A Madagascar, plus de 85% des ménages utilisent le charbon de bois, essentiellement pour la préparation des repas. Cette source d’énergie, facilement accessible financièrement pour toutes les classes de la population, est de loin la moins onéreuse de toutes. Les citadins, et en particulier les plus démunis, utilisent le charbon de bois de la même manière que les 70% de la population constituée par le milieu rural. Les familles qui produisent du charbon de bois de façon traditionnelle, essentiellement à la campagne, en tirent des revenus importants malgré le faible rendement car 10kg de bois ne donnent qu’un kilo de charbon. Il est raisonnable de penser qu’une famille citadine consomme environ 60 à 70kg de charbon de bois par mois, ce qui correspond à environ 2 sacs. Soit donc environ 110 000 tonnes par an pour la seule ville d’Antananarivo.
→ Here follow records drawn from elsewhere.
//! # Daedalus Core
//!
//! Core types for the Daedalus middleware-pipeline simulator.
//!
//! This crate provides the document model that every other Daedalus crate
//! works against:
//!
//! - [`Pipeline`] - The top-level, JSON-serializable pipeline document
//! - [`MiddlewareNode`] - One stage of the pipeline, optionally branching
//! - [`MiddlewareKind`] - The closed set of middleware kinds
//! - [`MiddlewareConfig`] - Loosely-typed per-node configuration bag
//! - [`BranchCondition`] / [`BranchConfig`] - Conditional forks
//! - [`SimulationRequest`] - The request a pipeline is simulated against
//! - [`DaedalusError`] - Structural errors (bad documents, unknown kinds)
//!
//! It also hosts the pure [`condition`] evaluator and the [`document`]
//! import/export functions.
//!
//! ## Example
//!
//! ```
//! use daedalus_core::{document, MiddlewareKind, MiddlewareNode, Pipeline};
//!
//! let mut pipeline = Pipeline::new("p1", "Demo");
//! pipeline
//!     .add_node(MiddlewareNode::new("auth", MiddlewareKind::Authentication, 0))
//!     .unwrap();
//!
//! let json = document::export_to_json(&pipeline).unwrap();
//! let restored = document::import_from_json(&json).unwrap();
//! assert_eq!(restored, pipeline);
//! ```

#![doc(html_root_url = "https://docs.rs/daedalus-core/0.1.0")]
#![warn(missing_docs)]
#![forbid(unsafe_code)]

mod branch;
pub mod condition;
mod config;
pub mod document;
mod error;
mod kind;
mod node;
mod pipeline;
mod request;

pub use branch::{BranchCondition, BranchConfig, ConditionOperator, ConditionType};
pub use condition::ConditionSubject;
pub use config::MiddlewareConfig;
pub use error::{DaedalusError, DaedalusResult};
pub use kind::{KindCategory, MiddlewareKind};
pub use node::{sorted_by_order, MiddlewareNode};
pub use pipeline::Pipeline;
pub use request::{header_lookup, SimulationRequest};
//! HTTPS redirection and HSTS handler.

use crate::context::SimulationContext;
use crate::handler::{CodeTarget, HandlerOutcome, MiddlewareHandler, ValidationScope};
use crate::trace::{SimulationTrace, StepDecision};
use crate::validation::ValidationIssue;
use daedalus_core::{MiddlewareConfig, MiddlewareKind};
use serde_json::json;

const DEFAULT_HSTS_MAX_AGE: u64 = 31_536_000;

/// HTTPS handler.
#[derive(Debug, Clone, Copy, Default)]
pub struct HttpsHandler;

impl MiddlewareHandler for HttpsHandler {
    fn kind(&self) -> MiddlewareKind {
        MiddlewareKind::Https
    }

    fn default_config(&self) -> MiddlewareConfig {
        MiddlewareConfig::new()
            .with("httpsPort", 443)
            .with("useHsts", true)
            .with("hstsMaxAge", DEFAULT_HSTS_MAX_AGE)
            .with("includeSubDomains", true)
    }

    fn simulate(
        &self,
        config: &MiddlewareConfig,
        _ctx: &mut SimulationContext,
        trace: &mut SimulationTrace,
    ) -> HandlerOutcome {
        let port = config.u64_or("httpsPort", 443);

        if !config.bool_or("useHsts", true) {
            trace.record(
                format!("HTTPS redirection to port {port} (HSTS disabled)"),
                StepDecision::Continue,
            );
            return HandlerOutcome::proceed();
        }

        let mut hsts = format!("max-age={}", config.u64_or("hstsMaxAge", DEFAULT_HSTS_MAX_AGE));
        if config.bool_or("includeSubDomains", true) {
            hsts.push_str("; includeSubDomains");
        }
        trace.record_with(
            format!("HTTPS redirection to port {port} with HSTS"),
            StepDecision::Continue,
            json!({ "httpsPort": port, "hsts": hsts }),
        );
        HandlerOutcome::proceed().with_header("Strict-Transport-Security", hsts)
    }

    fn validate(
        &self,
        config: &MiddlewareConfig,
        _scope: &ValidationScope<'_>,
        node_id: &str,
    ) -> Vec<ValidationIssue> {
        if config.bool_or("useHsts", true)
            && config.u64_or("hstsMaxAge", DEFAULT_HSTS_MAX_AGE) == 0
        {
            vec![ValidationIssue::warning(
                node_id,
                "HSTS is enabled with hstsMaxAge 0; browsers will not remember the policy",
            )]
        } else {
            Vec::new()
        }
    }

    fn generate_code(&self, config: &MiddlewareConfig, target: &CodeTarget) -> String {
        let mut lines = Vec::new();
        if config.bool_or("useHsts", true) {
            lines.push(target.call("UseHsts()"));
        }
        lines.push(target.call("UseHttpsRedirection()"));
        lines.join("\n")
    }

    fn generate_service_registration(&self, config: &MiddlewareConfig, builder: &str) -> String {
        let mut lines = vec![format!(
            "{builder}.Services.AddHttpsRedirection(options => options.HttpsPort = {});",
            config.u64_or("httpsPort", 443)
        )];
        if config.bool_or("useHsts", true) {
            lines.push(format!("{builder}.Services.AddHsts(options =>"));
            lines.push("{".to_string());
            lines.push(format!(
                "    options.MaxAge = TimeSpan.FromSeconds({});",
                config.u64_or("hstsMaxAge", DEFAULT_HSTS_MAX_AGE)
            ));
            lines.push(format!(
                "    options.IncludeSubDomains = {};",
                config.bool_or("includeSubDomains", true)
            ));
            lines.push("});".to_string());
        }
        lines.join("\n")
    }
}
Sur le terrain, cela se traduit par une déforestation d’environ 32 000 ha de forêt. On estime à environ 402 000 tonnes la consommation de charbon de bois sur la Grande île en 2012, soit environ 110 000 ha de forêt décimée. Et pourtant, 70% de ces besoins sont pourvus par les seuls les massifs de pins et d’eucalyptus d’Anjozorobe, de Tsiazompaniry, de Manjakandriana et de Moramanga. D’autre part, seuls 14% des malgaches ont accès à l’électricité. Un taux trop bas pour pouvoir espérer un quelconque développement, que ce soit dans le domaine de l’agriculture qui occupe 80% des malgaches, soit dans le domaine industriel et même dans le secteur tertiaire des services. Idem pour l’éducation, la santé. Ainsi que tous ces autres domaines qui conditionnent un développement économique.
En considération de tout cela, il serait difficile de rester muet dans le pays sous développé qui croit en un développement. En effet, avec un pourcentage d’accès à l’électricité de 14%, on assiste pourtant à l’impuissance de la principale compagnie fournisseur qu’est la Jirama. Les malgaches doivent avaler chaque jour pas moins de deux heures de coupures de courant, et les seules explications qui se succèdent sont soit l’étiage trop bas, soit un entretien d’on ne sait quelle machine, soit la panne d’un groupe quelque part. On ne se pose même pas la question de savoir ce qu’il en sera si la Jirama devait pourvoir aux besoins de 25% de la population, à 40% ou à 100%. Bien évidemment, les statistiques diront que 100% des malgaches ont accès à l’électricité mais la réalité sera tout autre. On paiera tous des factures de plus en plus chères chaque mois et bénéficiera en retour de 29 jours de panne tournante par mois. Les dégradations qui en résulteront ne peuvent être imaginées, que ce soit pour l’environnement, pour la sécurité et même pour l’avenir de nos enfants. Comme le charbon de bois que l’on utilise, comme les soirs de délestage, c’est tout noir, à Madagascar.